▼

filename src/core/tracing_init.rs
use crate::core::config::LoggingConfig;
use tracing_subscriber::{layer::SubscriberExt, util::SubscriberInitExt, EnvFilter};

pub fn init_tracing(config: &LoggingConfig) {
    let env_filter =
        EnvFilter::try_from_default_env().unwrap_or_else(|_| EnvFilter::new(&config.level));

    if config.console || config.format == "console" {
        // Human-readable output; this tool mostly runs in a terminal
        tracing_subscriber::registry()
            .with(env_filter)
            .with(
                tracing_subscriber::fmt::layer()
                    .with_target(true)
                    .with_level(true)
                    .with_ansi(true),
            )
            .init();
    } else {
        tracing_subscriber::registry()
            .with(env_filter)
            .with(tracing_subscriber::fmt::layer().json().with_current_span(true))
            .init();
    }
}
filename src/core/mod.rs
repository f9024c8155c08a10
pub mod config;
pub mod error;
pub mod routes;
pub mod state;
pub mod tracing_init;
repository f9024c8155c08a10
pub mod bencode;
pub mod core;
pub mod handlers;
pub mod probe;
pub mod session;
pub mod torrent;
pub mod upstream;
pub mod utils;
pub mod validation;
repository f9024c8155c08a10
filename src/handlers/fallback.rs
use crate::core::error::AnnounceError;
use axum::{
    http::HeaderMap,
    response::{Html, IntoResponse, Response},
};

pub async fn fallback_handler(headers: HeaderMap) -> Response {
    // Check if this is a browser request
    let user_agent = headers
        .get("user-agent")
        .and_then(|v| v.to_str().ok())
        .unwrap_or("");

    let is_browser = user_agent.contains("Mozilla")
        || user_agent.contains("Chrome")
        || user_agent.contains("Safari")
        || user_agent.contains("Firefox")
        || user_agent.contains("Edge");

    if is_browser {
        return Html("Nothing to see here.").into_response();
    }

    AnnounceError::InvalidParameter(
        "Invalid endpoint. Valid endpoints: /announce, /health".to_string(),
    )
    .into_response()
}
pub mod escape;
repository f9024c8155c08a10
use crate::core::state::AppState;
use axum::{extract::State, http::StatusCode, response::IntoResponse, Json};
use serde::Serialize;
use std::sync::Arc;

#[derive(Debug, Serialize, serde::Deserialize)]
pub struct HealthResponse {
    pub status: String,
    pub timestamp: i64,
    pub sessions: usize,
}

/// Health check handler
///
/// GET /health
pub async fn health_handler(State(state): State<Arc<AppState>>) -> impl IntoResponse {
    let timestamp = std::time::SystemTime::now()
        .duration_since(std::time::UNIX_EPOCH)
        .unwrap()
        .as_secs() as i64;

    (
        StatusCode::OK,
        Json(HealthResponse {
            status: "ok".to_string(),
            timestamp,
            sessions: state.registry.len(),
        }),
    )
}
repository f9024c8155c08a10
use crate::session::entry::SessionEntry;
use crate::validation::params::AnnounceEvent;
use dashmap::DashMap;
use std::sync::Arc;
use tokio::sync::Mutex;

/// Lifecycle of one infohash inside the proxy
///
/// `Absent -> Bootstrapping -> Cached -> Stopped`. The claim on the
/// `Absent -> Bootstrapping` edge happens under the slot lock, and the
/// lock is held across the upstream fetch, so concurrent first-contact
/// announces for the same infohash wait on the winner instead of
/// issuing a second fetch.
#[derive(Debug)]
pub enum SessionState {
    Absent,
    Bootstrapping,
    Cached(SessionEntry),
    Stopped(SessionEntry),
}

impl SessionState {
    pub fn name(&self) -> &'static str {
        match self {
            SessionState::Absent => "absent",
            SessionState::Bootstrapping => "bootstrapping",
            SessionState::Cached(_) => "cached",
            SessionState::Stopped(_) => "stopped",
        }
    }

    pub fn entry(&self) -> Option<&SessionEntry> {
        match self {
            SessionState::Cached(entry) | SessionState::Stopped(entry) => Some(entry),
            _ => None,
        }
    }

    /// Answer an announce from an existing session, applying transitions
    ///
    /// Returns the cached response bytes, or `None` when no session
    /// exists yet and the caller must bootstrap. A "stopped" event
    /// freezes the counters; a later "started" resumes them unchanged.
    /// Any other event against a cached entry advances the synthetic
    /// progress by one tick.
    pub fn serve(&mut self, event: Option<AnnounceEvent>, base_rate: u64) -> Option<Vec<u8>> {
        let state = std::mem::replace(self, SessionState::Absent);

        let (next, served) = match state {
            SessionState::Cached(mut entry) => match event {
                Some(AnnounceEvent::Stopped) => {
                    let bytes = entry.cached_peers.clone();
                    (SessionState::Stopped(entry), Some(bytes))
                }
                _ => {
                    entry.advance(base_rate);
                    let bytes = entry.cached_peers.clone();
                    (SessionState::Cached(entry), Some(bytes))
                }
            },
            SessionState::Stopped(entry) => {
                let bytes = entry.cached_peers.clone();
                match event {
                    Some(AnnounceEvent::Started) => (SessionState::Cached(entry), Some(bytes)),
                    // Repeated stops (and anything else) are answered
                    // idempotently without touching the counters
                    _ => (SessionState::Stopped(entry), Some(bytes)),
                }
            }
            other => (other, None),
        };

        *self = next;
        served
    }
}

/// Shared per-torrent session store
///
/// One slot per infohash, each guarded by its own async mutex so state
/// transitions serialize per torrent while unrelated torrents never
/// contend. Entries are never evicted for the life of the process.
pub struct SessionRegistry {
    slots: DashMap<[u8; 20], Arc<Mutex<SessionState>>>,
}

impl SessionRegistry {
    pub fn new() -> Self {
        Self {
            slots: DashMap::new(),
        }
    }

    /// Fetch the slot for an infohash, creating an absent one on first sight
    pub fn slot(&self, info_hash: [u8; 20]) -> Arc<Mutex<SessionState>> {
        self.slots
            .entry(info_hash)
            .or_insert_with(|| Arc::new(Mutex::new(SessionState::Absent)))
            .clone()
    }

    pub fn len(&self) -> usize {
        self.slots.len()
    }

    pub fn is_empty(&self) -> bool {
        self.slots.is_empty()
    }
}

impl Default for SessionRegistry {
    fn default() -> Self {
        Self::new()
    }
}
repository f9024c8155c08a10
pub mod params;
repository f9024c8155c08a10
use anyhow::{bail, Context, Result};
use axum::serve;
use ghostseed::core::config::Config;
use ghostseed::core::state::AppState;
use ghostseed::core::{routes, tracing_init};
use ghostseed::probe;
use ghostseed::session::identity::ProcessSession;
use ghostseed::torrent::rewrite::rewrite_directory;
use ghostseed::upstream::fetcher::BootstrapFetcher;
use std::env;
use std::path::PathBuf;
use std::sync::Arc;
use std::time::Duration;
use tokio::net::TcpListener;
use tokio::signal;
use tower::ServiceBuilder;
use tower_http::trace::{DefaultMakeSpan, DefaultOnResponse, TraceLayer};
use tracing::{info, warn, Level};

fn main() -> Result<()> {
    let args: Vec<String> = env::args().collect();

    // Standalone subcommand: ghostseed probe <host> <port> <infohash-hex>
    if args.len() > 1 && args[1] == "probe" {
        return run_probe(&args[2..]);
    }

    let config_path = if args.len() > 1 {
        PathBuf::from(&args[1])
    } else {
        PathBuf::from("config.toml")
    };

    // A missing config file is fine; built-in defaults match the common
    // single-machine setup. A present-but-invalid file is an error.
    let config = Config::load_or_default(&config_path).context(format!(
        "Failed to load configuration from '{}'",
        config_path.display()
    ))?;

    tracing_init::init_tracing(&config.logging);

    let runtime = tokio::runtime::Builder::new_multi_thread()
        .worker_threads(config.server.num_threads)
        .enable_all()
        .build()
        .context("Failed to build Tokio runtime")?;

    runtime.block_on(async_main(config, config_path))
}

async fn async_main(config: Config, config_path: PathBuf) -> Result<()> {
    info!(
        config_path = %config_path.display(),
        port = config.server.port,
        num_threads = config.server.num_threads,
        torrent_dir = %config.proxy.torrent_dir.display(),
        log_level = %config.logging.level,
        "Announce proxy starting"
    );

    // Rewrite pass first, so freshly dropped torrents are ready before
    // the announce endpoint comes up.
    let summary = rewrite_directory(&config.proxy.torrent_dir, &config.proxy.public_url)
        .context(format!(
            "Failed to scan torrent directory '{}'",
            config.proxy.torrent_dir.display()
        ))?;

    info!(
        rewritten = summary.processed.len(),
        skipped = summary.skipped,
        failed = summary.failed,
        "Torrent rewrite pass completed"
    );

    if summary.failed > 0 {
        warn!(
            failed = summary.failed,
            "Some torrent files could not be rewritten; they will be retried on next start"
        );
    }

    let identity = ProcessSession::generate(config.client.port);
    info!(peer_id = %identity.peer_id, key = %identity.key, "Generated session identity");

    let fetcher = BootstrapFetcher::new(&config)?;
    let state = AppState::new(config.clone(), fetcher, identity);

    let app = routes::build_router(Arc::new(state)).layer(
        ServiceBuilder::new().layer(
            TraceLayer::new_for_http()
                .make_span_with(DefaultMakeSpan::new().level(Level::DEBUG))
                .on_response(DefaultOnResponse::new().level(Level::DEBUG)),
        ),
    );

    let addr = format!("0.0.0.0:{}", config.server.port);
    let listener = TcpListener::bind(&addr)
        .await
        .context(format!("Failed to bind TCP listener to {}", addr))?;

    info!(address = %addr, "Announce endpoint listening");

    serve(listener, app)
        .with_graceful_shutdown(shutdown_signal())
        .await
        .context("HTTP server error")?;

    info!("Shutting down gracefully");

    Ok(())
}

/// One-shot reachability check against a peer, bypassing the proxy
fn run_probe(args: &[String]) -> Result<()> {
    if args.len() != 3 {
        bail!("usage: ghostseed probe <host> <port> <infohash-hex>");
    }

    let host = &args[0];
    let port: u16 = args[1]
        .parse()
        .context(format!("Invalid port '{}'", args[1]))?;

    let decoded = hex::decode(&args[2]).context("Infohash must be 40 hex characters")?;
    let info_hash: [u8; 20] = decoded
        .try_into()
        .map_err(|_| anyhow::anyhow!("Infohash must be exactly 20 bytes"))?;

    let identity = ProcessSession::generate(0);
    let mut peer_id = [0u8; 20];
    peer_id.copy_from_slice(identity.peer_id.as_bytes());

    let runtime = tokio::runtime::Builder::new_current_thread()
        .enable_all()
        .build()
        .context("Failed to build Tokio runtime")?;

    let outcome = runtime.block_on(probe::probe(
        host,
        port,
        info_hash,
        peer_id,
        Duration::from_secs(10),
    ));

    println!("{outcome}");

    Ok(())
}

/// Wait for shutdown signal (Ctrl+C or SIGTERM)
async fn shutdown_signal() {
    let ctrl_c = async {
        signal::ctrl_c()
            .await
            .expect("Failed to install Ctrl+C handler");
    };

    #[cfg(unix)]
    let terminate = async {
        signal::unix::signal(signal::unix::SignalKind::terminate())
            .expect("Failed to install SIGTERM handler")
            .recv()
            .await;
    };

    #[cfg(not(unix))]
    let terminate = std::future::pending::<()>();

    tokio::select! {
        _ = ctrl_c => {
            info!("Received Ctrl+C signal");
        },
        _ = terminate => {
            info!("Received SIGTERM signal");
        },
    }

    info!("Shutdown signal received, starting graceful shutdown");
}
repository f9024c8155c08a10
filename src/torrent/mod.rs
pub mod metadata;
pub mod rewrite;

pub use metadata::TorrentMetadata;
// HTTP routes configuration

use crate::core::state::AppState;
use axum::{routing::get, Router};
use std::sync::Arc;

pub fn build_router(state: Arc<AppState>) -> Router {
    Router::new()
        .route("/announce", get(crate::handlers::announce::announce_handler))
        .route("/health", get(crate::handlers::health::health_handler))
        // 404 fallback for all unmatched routes
        .fallback(crate::handlers::fallback::fallback_handler)
        .with_state(state)
}
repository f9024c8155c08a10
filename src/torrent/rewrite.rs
use crate::core::error::RewriteError;
use crate::torrent::metadata::TorrentMetadata;
use crate::utils::escape::url_encode;
use std::fs;
use std::path::Path;
use tracing::{info, warn};

/// Prefix that marks a torrent file as already rewritten
pub const PROCESSED_PREFIX: &str = "FREE_";

/// Suffix appended to a source file once its rewrite has been persisted
pub const SOURCE_MARKER: &str = ".orig";

/// One successfully rewritten torrent
#[derive(Debug, Clone)]
pub struct RewrittenTorrent {
    pub file_name: String,
    pub info_hash: [u8; 20],
    pub total_size: u64,
    pub upstream: String,
}

/// Outcome of one directory pass
#[derive(Debug, Default)]
pub struct RewriteSummary {
    pub processed: Vec<RewrittenTorrent>,
    pub skipped: usize,
    pub failed: usize,
}

/// Rewrite every unprocessed `.torrent` file in a directory
///
/// A file that fails to decode or persist is logged and abandoned; the
/// pass continues with the remaining files. Already-processed files
/// (the `FREE_` prefix) and non-torrent files are skipped, which makes
/// repeated passes idempotent.
pub fn rewrite_directory(dir: &Path, proxy_url: &str) -> Result<RewriteSummary, std::io::Error> {
    let mut summary = RewriteSummary::default();

    for entry in fs::read_dir(dir)? {
        let entry = entry?;
        let name = entry.file_name();
        let name = match name.to_str() {
            Some(name) => name,
            None => continue,
        };

        if !name.ends_with(".torrent") {
            continue;
        }

        if name.starts_with(PROCESSED_PREFIX) {
            info!(file = %name, "Skipping already processed torrent");
            summary.skipped += 1;
            continue;
        }

        match rewrite_file(&entry.path(), proxy_url) {
            Ok(rewritten) => {
                info!(
                    file = %rewritten.file_name,
                    info_hash = %hex::encode(rewritten.info_hash),
                    total_size = rewritten.total_size,
                    upstream = %rewritten.upstream,
                    "Torrent rewritten to announce locally"
                );
                summary.processed.push(rewritten);
            }
            Err(e) => {
                warn!(file = %name, error = %e, "Failed to rewrite torrent, skipping file");
                summary.failed += 1;
            }
        }
    }

    Ok(summary)
}

/// Rewrite a single torrent file
///
/// The rewritten copy lands next to the source as `FREE_<name>` via a
/// temp-file-then-rename sequence, so a concurrently running client
/// never observes a half-written file. The source is then renamed with
/// a `.orig` suffix to mark it processed.
pub fn rewrite_file(path: &Path, proxy_url: &str) -> Result<RewrittenTorrent, RewriteError> {
    let name = path
        .file_name()
        .and_then(|n| n.to_str())
        .ok_or_else(|| RewriteError::BadFileName(path.display().to_string()))?
        .to_string();
    let dir = path.parent().unwrap_or_else(|| Path::new("."));

    let raw = fs::read(path)?;
    let mut meta = TorrentMetadata::from_bytes(raw)?;

    let info_hash = meta.info_hash();
    let total_size = meta.total_size()?;
    let upstream = String::from_utf8_lossy(meta.announce()?).into_owned();

    // The client echoes these two extension parameters back on every
    // announce, which is how the proxy learns the size and the real
    // tracker on first contact.
    let local_announce = format!(
        "{}?total_size={}&orig_tracker={}",
        proxy_url,
        total_size,
        url_encode(upstream.as_bytes())
    );
    meta.rewrite_announce(&local_announce);

    let output = dir.join(format!("{PROCESSED_PREFIX}{name}"));
    let tmp = dir.join(format!(".{name}.tmp"));

    fs::write(&tmp, meta.to_bytes())?;
    fs::rename(&tmp, &output)?;

    // Sentinel rename: the source loses its .torrent suffix and is
    // invisible to later passes.
    fs::rename(path, dir.join(format!("{name}{SOURCE_MARKER}")))?;

    Ok(RewrittenTorrent {
        file_name: name,
        info_hash,
        total_size,
        upstream,
    })
}
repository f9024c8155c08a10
use rand::distr::Alphanumeric;
use rand::Rng;

/// Per-process announce identity
///
/// One peer id and one session key are generated at startup and reused
/// for every torrent the process handles, the same way a single real
/// client instance would. Threaded into the proxy and the fetcher as an
/// argument, never read from ambient state.
#[derive(Debug, Clone)]
pub struct ProcessSession {
    /// 20-character peer id in the Azureus style of the spoofed client
    pub peer_id: String,
    /// 8-character session key sent with every upstream announce
    pub key: String,
    /// Port reported to the upstream tracker
    pub port: u16,
}

impl ProcessSession {
    pub fn generate(port: u16) -> Self {
        let mut rng = rand::rng();

        let suffix: String = (&mut rng)
            .sample_iter(&Alphanumeric)
            .take(12)
            .map(char::from)
            .collect();

        let key = format!("{:08X}", rng.random::<u32>());

        Self {
            peer_id: format!("-qB5020-{suffix}"),
            key,
            port,
        }
    }
}

#[cfg(test)]
mod tests {
    use super::*;

    #[test]
    fn test_peer_id_shape() {
        let session = ProcessSession::generate(17673);

        assert_eq!(session.peer_id.len(), 20);
        assert!(session.peer_id.starts_with("-qB5020-"));
        // Peer id must survive a query string unescaped
        assert!(session
            .peer_id
            .chars()
            .all(|c| c.is_ascii_alphanumeric() || c == '-'));
    }

    #[test]
    fn test_key_shape() {
        let session = ProcessSession::generate(17673);

        assert_eq!(session.key.len(), 8);
        assert!(session.key.chars().all(|c| c.is_ascii_hexdigit()));
    }

    #[test]
    fn test_identities_differ_between_generations() {
        let a = ProcessSession::generate(1);
        let b = ProcessSession::generate(1);

        // Overwhelmingly likely; a collision here means the RNG is broken
        assert_ne!((&a.peer_id, &a.key), (&b.peer_id, &b.key));
    }
}
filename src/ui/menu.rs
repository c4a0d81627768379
use fltk::{
    app::Sender,
    enums::{Key, Shortcut},
    menu::{MenuBar, MenuFlag},
    prelude::*,
};

use crate::app::domain::messages::Message;

pub fn build_menu(menu: &mut MenuBar, sender: &Sender<Message>) {
    let s = sender;

    // Estampita
    menu.add("Estampita/Descargar gratis", Shortcut::Ctrl | 's', MenuFlag::Normal, { let s = *s; move |_| s.send(Message::DownloadFree) });
    menu.add("Estampita/Descargar sin marca de agua...", Shortcut::Ctrl | Shortcut::Shift | 's', MenuFlag::MenuDivider, { let s = *s; move |_| s.send(Message::DownloadPremium) });
    menu.add("Estampita/Salir", Shortcut::Ctrl | 'q', MenuFlag::Normal, { let s = *s; move |_| s.send(Message::Quit) });

    // Ruta
    menu.add("Ruta/Eliminar destino", Shortcut::Ctrl | Key::Delete, MenuFlag::Normal, { let s = *s; move |_| s.send(Message::RemoveSelectedDestination) });

    // Estilo
    menu.add("Estilo/Color de línea...", Shortcut::Ctrl | 'l', MenuFlag::Normal, { let s = *s; move |_| s.send(Message::PickLineColor) });
}
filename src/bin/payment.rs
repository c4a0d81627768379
//! HTTP server for the payment verification endpoint.

use axum::{
    Json, Router,
    http::{Method, StatusCode},
    routing::any,
};
use serde_json::Value;
use tokio::net::TcpListener;
use tracing::{error, info};

use travel_print::app::infrastructure::config::payment_bind_addr;
use travel_print::app::infrastructure::logging::init_logging;
use travel_print::app::services::payment_endpoint::handle_payment_request;

async fn payment(method: Method, body: String) -> (StatusCode, Json<Value>) {
    let response = handle_payment_request(method.as_str(), &body);
    let status = StatusCode::from_u16(response.status).unwrap_or(StatusCode::INTERNAL_SERVER_ERROR);
    info!(%method, status = response.status, "payment request");
    (status, Json(response.body))
}

#[tokio::main]
async fn main() {
    init_logging();

    let app = Router::new()
        .route("/payment", any(payment))
        .route("/.netlify/functions/payment", any(payment));

    let addr = payment_bind_addr();
    let listener = match TcpListener::bind(&addr).await {
        Ok(listener) => listener,
        Err(e) => {
            error!("Failed to bind {}: {}", addr, e);
            std::process::exit(1);
        }
    };
    info!("Payment endpoint listening on {}", addr);

    if let Err(e) = axum::serve(listener, app).await {
        error!("Server error: {}", e);
    }
}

▲

> Work to complete
Scan the material above for the word "first". Copy each line where it occurs.

> Problem solution
/// lock is held across the upstream fetch, so concurrent first-contact
    /// Fetch the slot for an infohash, creating an absent one on first sight
    // Rewrite pass first, so freshly dropped torrents are ready before
    // tracker on first contact.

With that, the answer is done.